Nicht das nähen an und für sich, sondern es geht für mich dabei um viel mehr;
die Passform, den idealen Denim mit dem richtigen Quäntchen Elasthan-Anteil zu finden, um sie so hinzubekommen, wie sie letzten Endes sitzen soll und mir den richtigen Wohlfühlfaktor vermittelt. War das zu kompliziert? Dann versuch ich's mal anders.
Jeans ist nicht gleich Jeans. Das merken wir relativ schnell, wenn wir im Laden in eine reinschlüpfen. Sei es, dass die Verarbeitung nicht wie gewünscht ist, unsere Körperform nicht zu dem Schnitt passt, das Material uns nicht behagt und wir uns darin nicht wohl fühlen.
Meine ganz persönliches Problem bei Kaufjeans bestand immer darin, dass ich relativ stark gebaute Oberschenkel habe und breite Hüften, dafür aber eine schmale Taille. Meist stehen mir im Kreuz die Jeans etwas ab, spannen dafür aber am Hintern immer genau an der gleichen stelle. Aber nur weil mir die Normgrösse an der einen oder anderen stelle nicht ganz passt, bin ich nicht verkehrt. Ich bin mit meinem Körper absolut im Reinen und glaube, dass meine Proportionen zu mir passen ;-)

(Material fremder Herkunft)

//! The conversation session service: the pipeline's single entry point.
//!
//! Owns the session store and the phase state machine. All mutation flows
//! through the methods here; one session is processed strictly
//! sequentially (a per-session lock is held for the whole turn), while
//! independent sessions share no mutable state.

use std::collections::{BTreeMap, HashMap};
use std::sync::Arc;

use tokio::sync::{Mutex, RwLock};
use tokio_util::sync::CancellationToken;
use tracing::{info, warn};

use crate::orchestrator::AgentOrchestrator;
use crate::versions::VersionService;
use partforge_core::attachment::Attachment;
use partforge_core::config::ForgeConfig;
use partforge_core::geometry::GeometrySummary;
use partforge_core::params;
use partforge_core::session::{ConversationPhase, Message, Session, SessionView, SiblingPart};
use partforge_core::version::{VersionSource, VersionStatus};
use partforge_core::{ForgeError, Result};
use partforge_interaction::{LanguageModel, ScriptGenerator};
use partforge_kernel::ScriptExecutor;

use crate::repair::RepairLoop;
use crate::validator::Validator;

type SessionSlot = Arc<Mutex<Session>>;

/// Conversational design sessions over a language model and a geometry
/// kernel. Cheap to share: wrap in an `Arc` and clone across tasks.
pub struct ConversationService {
    sessions: RwLock<HashMap<String, SessionSlot>>,
    cancel_tokens: RwLock<HashMap<String, CancellationToken>>,
    orchestrator: AgentOrchestrator,
    executor: Arc<dyn ScriptExecutor>,
    versions: Option<Arc<VersionService>>,
}

impl ConversationService {
    pub fn new(
        model: Arc<dyn LanguageModel>,
        executor: Arc<dyn ScriptExecutor>,
        config: ForgeConfig,
    ) -> Self {
        let generator = ScriptGenerator::new(Arc::clone(&model), &config);
        let validator = Validator::new(Arc::clone(&executor), config.printer.clone());
        let repair = RepairLoop::new(generator, validator, config.max_attempts);
        let turn_validator = Validator::new(Arc::clone(&executor), config.printer.clone());
        let orchestrator = AgentOrchestrator::new(model, repair, turn_validator, config);

        Self {
            sessions: RwLock::new(HashMap::new()),
            cancel_tokens: RwLock::new(HashMap::new()),
            orchestrator,
            executor,
            versions: None,
        }
    }

    /// Attaches a version ledger; generation results and parameter updates
    /// are then recorded for sessions linked to a part.
    pub fn with_versions(mut self, versions: Arc<VersionService>) -> Self {
        self.versions = Some(versions);
        self
    }

    /// Creates a session, optionally linked to a persisted part.
    pub async fn create_session(&self, part_id: Option<String>) -> SessionView {
        let session = Session::new(part_id);
        let view = SessionView::from(&session);
        info!(session = %session.id, "session created");
        self.sessions
            .write()
            .await
            .insert(session.id.clone(), Arc::new(Mutex::new(session)));
        view
    }

    /// Opens the conversation with the coordinator's greeting.
    pub async fn start(&self, session_id: &str) -> Result<SessionView> {
        let slot = self.slot(session_id).await?;
        let mut session = slot.lock().await;
        session.push_message(Message::system(
            "Design session started. Describe the part you want to create.",
        ));
        Ok(SessionView::from(&*session))
    }

    /// Appends a user message and runs one turn of the agent pipeline.
    /// Honors `cancel` at the model/kernel suspension points.
    pub async fn handle_user_message(
        &self,
        session_id: &str,
        content: &str,
    ) -> Result<SessionView> {
        let slot = self.slot(session_id).await?;
        let cancel = self.fresh_token(session_id).await;
        let mut session = slot.lock().await;

        if session.phase.is_terminal() {
            return Err(ForgeError::state(
                "Session is complete; start a new session to keep designing",
            ));
        }
        if content.trim().is_empty() {
            return Err(ForgeError::input("Message must not be empty"));
        }

        session.push_message(Message::user(content));
        let script_before = session.current_script.clone();

        tokio::select! {
            result = self.orchestrator.run_turn(&mut session) => {
                result?;
            }
            _ = cancel.cancelled() => {
                warn!(session = %session.id, "turn cancelled");
                session.push_message(Message::system("Generation cancelled."));
            }
        }

        if session.current_script != script_before {
            self.record_generation(&session).await;
        }
        Ok(SessionView::from(&*session))
    }

    /// Quick action: skip straight to generation with whatever
    /// requirements exist.
    pub async fn generate_now(&self, session_id: &str) -> Result<SessionView> {
        let slot = self.slot(session_id).await?;
        let cancel = self.fresh_token(session_id).await;
        let mut session = slot.lock().await;

        // Re-entry from designing retries a failed generation
        if session.phase != ConversationPhase::Designing
            && !session
                .phase
                .can_transition_to(ConversationPhase::Designing)
        {
            return Err(ForgeError::state(format!(
                "Cannot generate from the '{}' phase",
                session.phase
            )));
        }
        if session.requirements.description.is_empty()
            && session.messages.iter().all(|m| m.agent_role.is_none())
        {
            return Err(ForgeError::input(
                "Describe the part before requesting generation",
            ));
        }

        session.phase = ConversationPhase::Designing;
        let script_before = session.current_script.clone();

        tokio::select! {
            result = self.orchestrator.run_generation(&mut session) => {
                result?;
            }
            _ = cancel.cancelled() => {
                warn!(session = %session.id, "generation cancelled");
                session.push_message(Message::system("Generation cancelled."));
            }
        }

        if session.current_script != script_before {
            self.record_generation(&session).await;
        }
        Ok(SessionView::from(&*session))
    }

    /// Accepts the validated design, completing the session.
    ///
    /// # Errors
    ///
    /// Returns [`ForgeError::State`] unless the session is in the
    /// finalizing phase with a validator-confirmed script.
    pub async fn accept(&self, session_id: &str) -> Result<SessionView> {
        let slot = self.slot(session_id).await?;
        let mut session = slot.lock().await;

        if session.phase != ConversationPhase::Finalizing || !session.validated {
            return Err(ForgeError::state(format!(
                "Cannot accept from the '{}' phase; the design must pass \
                 validation first",
                session.phase
            )));
        }

        session.phase = ConversationPhase::Complete;
        session.push_message(Message::system("Design accepted. Session complete."));
        info!(session = %session.id, "session completed");
        Ok(SessionView::from(&*session))
    }

    /// Patches parameter values into the current script, re-executes the
    /// kernel, and refreshes the geometry summary.
    pub async fn update_parameters(
        &self,
        session_id: &str,
        updates: BTreeMap<String, f64>,
    ) -> Result<SessionView> {
        params::validate_values(&updates).map_err(ForgeError::input)?;

        let slot = self.slot(session_id).await?;
        let mut session = slot.lock().await;

        let Some(script) = session.current_script.clone() else {
            return Err(ForgeError::state(
                "No script to update; generate a design first",
            ));
        };

        let patched =
            params::patch(&script, &updates).map_err(|err| ForgeError::input(err.to_string()))?;

        let geometry = self
            .executor
            .execute(&patched)
            .await
            .map_err(|err| ForgeError::generation(err.to_string()))?;

        let summary = GeometrySummary {
            bounding_box: geometry.bounding_box,
            parameters: params::extract(&patched),
        };
        session.push_message(Message::system(format!(
            "Parameters updated; new bounding box: {}.",
            summary.bounding_box
        )));
        session.current_script = Some(patched.clone());
        session.current_geometry = Some(summary);

        if let (Some(versions), Some(part_id)) = (&self.versions, &session.part_id) {
            if let Err(err) = versions
                .record(
                    part_id,
                    &patched,
                    Some(geometry.bounding_box),
                    VersionStatus::Generated,
                    None,
                    VersionSource::ParameterUpdate,
                )
                .await
            {
                warn!(error = %err, "failed to record parameter-update version");
            }
        }

        Ok(SessionView::from(&*session))
    }

    /// Attaches a visual reference for subsequent generations.
    pub async fn add_attachment(
        &self,
        session_id: &str,
        attachment: Attachment,
    ) -> Result<SessionView> {
        let slot = self.slot(session_id).await?;
        let mut session = slot.lock().await;
        if session.phase.is_terminal() {
            return Err(ForgeError::state("Session is complete"));
        }
        session.attachments.push(attachment);
        Ok(SessionView::from(&*session))
    }

    /// Registers sibling-part context used by subsequent generations.
    pub async fn add_sibling_part(
        &self,
        session_id: &str,
        name: impl Into<String>,
        script: impl Into<String>,
    ) -> Result<SessionView> {
        let slot = self.slot(session_id).await?;
        let mut session = slot.lock().await;
        session.sibling_parts.push(SiblingPart {
            name: name.into(),
            script: script.into(),
        });
        Ok(SessionView::from(&*session))
    }

    /// Cancels any in-flight turn for the session.
    pub async fn cancel(&self, session_id: &str) -> Result<()> {
        let tokens = self.cancel_tokens.read().await;
        match tokens.get(session_id) {
            Some(token) => {
                token.cancel();
                Ok(())
            }
            None => Err(ForgeError::not_found("session", session_id)),
        }
    }

    /// The read surface for transport layers.
    pub async fn session_view(&self, session_id: &str) -> Result<SessionView> {
        let slot = self.slot(session_id).await?;
        let session = slot.lock().await;
        Ok(SessionView::from(&*session))
    }

    async fn slot(&self, session_id: &str) -> Result<SessionSlot> {
        self.sessions
            .read()
            .await
            .get(session_id)
            .cloned()
            .ok_or_else(|| ForgeError::not_found("session", session_id))
    }

    /// Issues a fresh cancellation token for the next turn, superseding
    /// any earlier one.
    async fn fresh_token(&self, session_id: &str) -> CancellationToken {
        let token = CancellationToken::new();
        self.cancel_tokens
            .write()
            .await
            .insert(session_id.to_string(), token.clone());
        token
    }

    /// Records the session's current script in the version ledger, when a
    /// ledger and a part link exist. Only the final state of the turn is
    /// recorded; per-attempt history stays on the repair report.
    async fn record_generation(&self, session: &Session) {
        let (Some(versions), Some(part_id), Some(script)) =
            (&self.versions, &session.part_id, &session.current_script)
        else {
            return;
        };

        let bounding_box = session
            .current_geometry
            .as_ref()
            .map(|geometry| geometry.bounding_box);
        let status = if session.validated {
            VersionStatus::Generated
        } else {
            VersionStatus::Draft
        };

        if let Err(err) = versions
            .record(
                part_id,
                script,
                bounding_box,
                status,
                None,
                VersionSource::AiGenerate,
            )
            .await
        {
            warn!(error = %err, "failed to record generated version");
        }
    }
}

Dieses Phänomen von Passproblemen kennen sehr viele Frauen. Es ist die Modeindustrie, die uns weismachen will, dass wir uns unbedingt in eine Norm zwängen sollen. Wir sind keine Schaufensterpuppen, sondern Individuen mit ganz unterschiedlichen Körpern. Also warum nicht einfach das Kleidungsstück an seinen eigenen Körper anpassen?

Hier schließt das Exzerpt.